What to produce >> Whenever a line in the material below includes "Error", copy that line.

Given data >>
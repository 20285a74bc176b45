//! Calendar month arithmetic and the date range options offered by filters.

use crate::{
    entities::{Transaction, transaction},
    errors::{Error, Result},
};
use chrono::{Datelike, NaiveDate};
use sea_orm::{QueryOrder, QuerySelect, prelude::*};
use serde::Serialize;

/// English month names, index 0 is January.
pub const MONTH_NAMES: [&str; 12] = [
    "January",
    "February",
    "March",
    "April",
    "May",
    "June",
    "July",
    "August",
    "September",
    "October",
    "November",
    "December",
];

/// Validates a (year, month) pair.
pub fn validate_period(year: i32, month: u32) -> Result<()> {
    if (1..=12).contains(&month) && NaiveDate::from_ymd_opt(year, month, 1).is_some() {
        Ok(())
    } else {
        Err(Error::InvalidPeriod { year, month })
    }
}

/// The month after (year, month). December rolls into January of the next year.
#[must_use]
pub const fn next_month(year: i32, month: u32) -> (i32, u32) {
    if month >= 12 {
        (year + 1, 1)
    } else {
        (year, month + 1)
    }
}

/// The month before (year, month). January rolls back into December.
#[must_use]
pub const fn previous_month(year: i32, month: u32) -> (i32, u32) {
    if month <= 1 {
        (year - 1, 12)
    } else {
        (year, month - 1)
    }
}

/// First and last day of a month, inclusive.
pub fn month_bounds(year: i32, month: u32) -> Result<(NaiveDate, NaiveDate)> {
    let first =
        NaiveDate::from_ymd_opt(year, month, 1).ok_or(Error::InvalidPeriod { year, month })?;
    let (next_year, next) = next_month(year, month);
    let last = NaiveDate::from_ymd_opt(next_year, next, 1)
        .and_then(|d| d.pred_opt())
        .ok_or(Error::InvalidPeriod { year, month })?;
    Ok((first, last))
}

/// First and last day of a year, inclusive.
pub fn year_bounds(year: i32) -> Result<(NaiveDate, NaiveDate)> {
    let first = NaiveDate::from_ymd_opt(year, 1, 1).ok_or(Error::InvalidPeriod { year, month: 1 })?;
    let last =
        NaiveDate::from_ymd_opt(year, 12, 31).ok_or(Error::InvalidPeriod { year, month: 12 })?;
    Ok((first, last))
}

/// Month name for 1-12, empty for anything else.
#[must_use]
pub fn month_name(month: u32) -> &'static str {
    usize::try_from(month)
        .ok()
        .and_then(|m| m.checked_sub(1))
        .and_then(|i| MONTH_NAMES.get(i))
        .copied()
        .unwrap_or("")
}

/// "Month YYYY", e.g. "March 2025".
#[must_use]
pub fn format_month_year(year: i32, month: u32) -> String {
    format!("{} {year}", month_name(month))
}

/// One entry of a month dropdown.
#[derive(Debug, Clone, PartialEq, Eq, Serialize)]
pub struct MonthOption {
    /// 1-12
    pub value: u32,
    /// "January" ..
    pub name: &'static str,
}

/// Earliest and latest transaction dates of a user.
pub async fn get_user_transaction_date_range(
    db: &DatabaseConnection,
    user_id: i64,
) -> Result<(Option<NaiveDate>, Option<NaiveDate>)> {
    let first = Transaction::find()
        .filter(transaction::Column::UserId.eq(user_id))
        .order_by_asc(transaction::Column::DateOfExpense)
        .select_only()
        .column(transaction::Column::DateOfExpense)
        .into_tuple::<NaiveDate>()
        .one(db)
        .await?;
    let last = Transaction::find()
        .filter(transaction::Column::UserId.eq(user_id))
        .order_by_desc(transaction::Column::DateOfExpense)
        .select_only()
        .column(transaction::Column::DateOfExpense)
        .into_tuple::<NaiveDate>()
        .one(db)
        .await?;
    Ok((first, last))
}

/// Years offered in filters: the span of the user's transactions, or the
/// previous and current year when there are none.
#[must_use]
pub fn generate_year_options(
    min_date: Option<NaiveDate>,
    max_date: Option<NaiveDate>,
    today: NaiveDate,
) -> Vec<i32> {
    match (min_date, max_date) {
        (Some(min), Some(max)) => (min.year()..=max.year()).collect(),
        _ => (today.year() - 1..=today.year()).collect(),
    }
}

/// All twelve months with their names.
#[must_use]
pub fn get_month_options_with_names() -> Vec<MonthOption> {
    (1..=12)
        .map(|value| MonthOption {
            value,
            name: month_name(value),
        })
        .collect()
}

Result of the exercise >>
    errors::{Error, Result},
        Err(Error::InvalidPeriod { year, month })
        NaiveDate::from_ymd_opt(year, month, 1).ok_or(Error::InvalidPeriod { year, month })?;
        .ok_or(Error::InvalidPeriod { year, month })?;
    let first = NaiveDate::from_ymd_opt(year, 1, 1).ok_or(Error::InvalidPeriod { year, month: 1 })?;
        NaiveDate::from_ymd_opt(year, 12, 31).ok_or(Error::InvalidPeriod { year, month: 12 })?;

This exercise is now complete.